#### WHAT TO PRODUCE
Across the entries below, how many lines contain the word "SocketAddr"? Give the number alone.

#### EXERCISE MATERIAL
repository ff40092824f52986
use std::borrow::Cow;

use serde::Deserialize;
use validator::{Validate, ValidationError, ValidationErrors};

use super::EMAIL_REGEX;

pub const NAME_MAX_LENGTH: usize = 100;
pub const MESSAGE_MIN_LENGTH: usize = 10;
pub const MESSAGE_MAX_LENGTH: usize = 5000;

const FIELDS: [&str; 3] = ["name", "email", "message"];

/// Raw contact form submission. Absent and `null` fields are both `None`.
#[derive(Debug, Clone, Default, Deserialize)]
pub struct ContactDto {
    pub name: Option<String>,
    pub email: Option<String>,
    pub message: Option<String>,
}

/// Outcome of validating a `ContactDto`. `errors` keeps the order in which
/// the rules are listed: name, then email, then message.
#[derive(Debug, Clone, PartialEq, Eq)]
pub struct ContactValidation {
    pub is_valid: bool,
    pub errors: Vec<String>,
}

impl Validate for ContactDto {
    fn validate(&self) -> Result<(), ValidationErrors> {
        let mut errors = ValidationErrors::new();

        if is_blank(&self.name) {
            errors.add("name", error("required", "Name is required"));
        }
        if let Some(name) = present(&self.name) {
            if text_length(name) > NAME_MAX_LENGTH {
                errors.add(
                    "name",
                    error("length", "Name is too long (max 100 characters)"),
                );
            }
        }

        match &self.email {
            Some(email) if EMAIL_REGEX.is_match(email) => {}
            _ => errors.add("email", error("email", "Valid email is required")),
        }

        if is_blank(&self.message) {
            errors.add("message", error("required", "Message is required"));
        }
        if let Some(message) = present(&self.message) {
            let length = text_length(message);
            if length < MESSAGE_MIN_LENGTH {
                errors.add(
                    "message",
                    error("length", "Message is too short (minimum 10 characters)"),
                );
            }
            if length > MESSAGE_MAX_LENGTH {
                errors.add(
                    "message",
                    error("length", "Message is too long (maximum 5000 characters)"),
                );
            }
        }

        if errors.errors().is_empty() {
            Ok(())
        } else {
            Err(errors)
        }
    }
}

impl ContactDto {
    pub fn validation(&self) -> ContactValidation {
        let errors = match self.validate() {
            Ok(_) => Vec::new(),
            Err(e) => flatten_errors(&e),
        };

        ContactValidation {
            is_valid: errors.is_empty(),
            errors,
        }
    }
}

fn flatten_errors(errors: &ValidationErrors) -> Vec<String> {
    let field_errors = errors.field_errors();
    let mut messages = Vec::new();

    for field in FIELDS {
        let Some(errors) = field_errors.get(field) else {
            continue;
        };

        for e in errors.iter() {
            match &e.message {
                Some(message) => messages.push(message.to_string()),
                None => messages.push(e.code.to_string()),
            }
        }
    }

    messages
}

fn error(code: &'static str, message: &'static str) -> ValidationError {
    let mut error = ValidationError::new(code);
    error.message = Some(Cow::from(message));
    error
}

/// Length in UTF-16 code units, the unit browsers count form input in.
/// Characters outside the Basic Multilingual Plane count as two.
fn text_length(value: &str) -> usize {
    value.encode_utf16().count()
}

/// Missing, empty, or whitespace only.
fn is_blank(value: &Option<String>) -> bool {
    match value {
        Some(value) => value.trim().is_empty(),
        None => true,
    }
}

/// Some raw value with at least one character. Length rules only look at
/// these, so an empty string reports "required" alone.
fn present(value: &Option<String>) -> Option<&str> {
    value.as_deref().filter(|value| !value.is_empty())
}
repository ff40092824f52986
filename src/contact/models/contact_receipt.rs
use serde::Serialize;

use super::contact_payload::ContactPayload;

pub const RECEIPT_MESSAGE: &str = "Message received and being processed";

/// Success body for `POST /contact`. Echoes the normalized name and email
/// only.
#[derive(Debug, Clone, Serialize)]
pub struct ContactReceipt {
    pub success: bool,
    pub message: String,
    pub data: ContactReceiptData,
}

#[derive(Debug, Clone, Serialize)]
pub struct ContactReceiptData {
    pub name: String,
    pub email: String,
}

impl ContactReceipt {
    pub fn new(payload: &ContactPayload) -> ContactReceipt {
        ContactReceipt {
            success: true,
            message: RECEIPT_MESSAGE.to_string(),
            data: ContactReceiptData {
                name: payload.name.to_string(),
                email: payload.email.to_string(),
            },
        }
    }
}
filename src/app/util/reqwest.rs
use std::time::Duration;

/// Shared client for outbound calls. The timeout bounds the whole exchange,
/// connect through body.
pub fn build_client(timeout: Duration) -> Result<reqwest::Client, reqwest::Error> {
    reqwest::ClientBuilder::new()
        .timeout(timeout)
        .user_agent(concat!(
            env!("CARGO_PKG_NAME"),
            "/",
            env!("CARGO_PKG_VERSION")
        ))
        .build()
}
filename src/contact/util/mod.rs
pub mod webhook;
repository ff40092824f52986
use std::{env, net::SocketAddr, process, sync::Arc};

#[macro_use]
extern crate lazy_static;

use axum::{
    extract::DefaultBodyLimit,
    http::header::CONTENT_TYPE,
    http::{HeaderValue, Method},
    routing::{get, post},
    Router,
};
use tower::ServiceBuilder;
use tower_http::{
    cors::{AllowOrigin, CorsLayer},
    trace::TraceLayer,
};
use tracing_subscriber::EnvFilter;

use crate::app::{env::Envy, errors::StartupError};

mod app;
mod contact;
#[cfg(test)]
mod test_helpers;

const MAX_BODY_BYTES: usize = 64 * 1024;

#[derive(Clone)]
pub struct AppState {
    pub envy: Arc<Envy>,
    pub http_client: reqwest::Client,
}

pub fn create_router(state: AppState) -> Router {
    let origins: Vec<HeaderValue> = state
        .envy
        .allowed_origins()
        .iter()
        .filter_map(|origin| match origin.parse::<HeaderValue>() {
            Ok(value) => Some(value),
            Err(e) => {
                tracing::warn!(%origin, %e, "ignoring invalid cors origin");
                None
            }
        })
        .collect();

    let cors = CorsLayer::new()
        .allow_origin(AllowOrigin::list(origins))
        .allow_credentials(true)
        .allow_headers([CONTENT_TYPE])
        .allow_methods([Method::GET, Method::POST, Method::OPTIONS]);

    Router::new()
        .route("/", get(app::controller::get_root))
        .route("/health", get(app::controller::get_health))
        // contact
        .route("/contact", post(contact::controller::submit_contact))
        // layers
        .layer(
            ServiceBuilder::new()
                .layer(TraceLayer::new_for_http())
                .layer(cors)
                .layer(DefaultBodyLimit::max(MAX_BODY_BYTES)),
        )
        .with_state(state)
}

#[tokio::main]
async fn main() {
    // tracing
    tracing_subscriber::fmt()
        .with_env_filter(
            EnvFilter::try_from_default_env()
                .unwrap_or_else(|_| EnvFilter::new("contact_relay_api=info,tower_http=info")),
        )
        .init();

    // environment
    let app_env = env::var("APP_ENV").unwrap_or("development".to_string());
    let _ = dotenvy::from_filename(format!(".env.{}", app_env));
    let _ = dotenvy::dotenv();
    let state = match envy::from_env::<Envy>()
        .map_err(StartupError::from)
        .and_then(build_state)
    {
        Ok(state) => state,
        Err(e) => {
            tracing::error!(%e, "failed to start");
            process::exit(1);
        }
    };

    // app
    let port = state.envy.port();
    let app = create_router(state);

    let addr = SocketAddr::from(([0, 0, 0, 0], port));
    tracing::info!("server running on port {}", port);
    tracing::info!("api endpoint: http://localhost:{}/contact", port);
    tracing::info!("health check: http://localhost:{}/health", port);

    let server = match axum::Server::try_bind(&addr) {
        Ok(builder) => builder,
        Err(e) => {
            tracing::error!(%addr, %e, "failed to bind");
            process::exit(1);
        }
    };

    if let Err(e) = server.serve(app.into_make_service()).await {
        tracing::error!(%e, "server stopped");
        process::exit(1);
    }
}

/// Validates the configuration and builds the shared state.
fn build_state(envy: Envy) -> Result<AppState, StartupError> {
    if let Err(e) = envy.parsed_webhook_url() {
        return Err(StartupError::InvalidWebhookUrl(envy.webhook_url().to_string(), e));
    }

    let http_client = app::util::reqwest::build_client(envy.webhook_timeout())?;

    Ok(AppState {
        envy: Arc::new(envy),
        http_client,
    })
}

#### THE COMPLETED TASK
2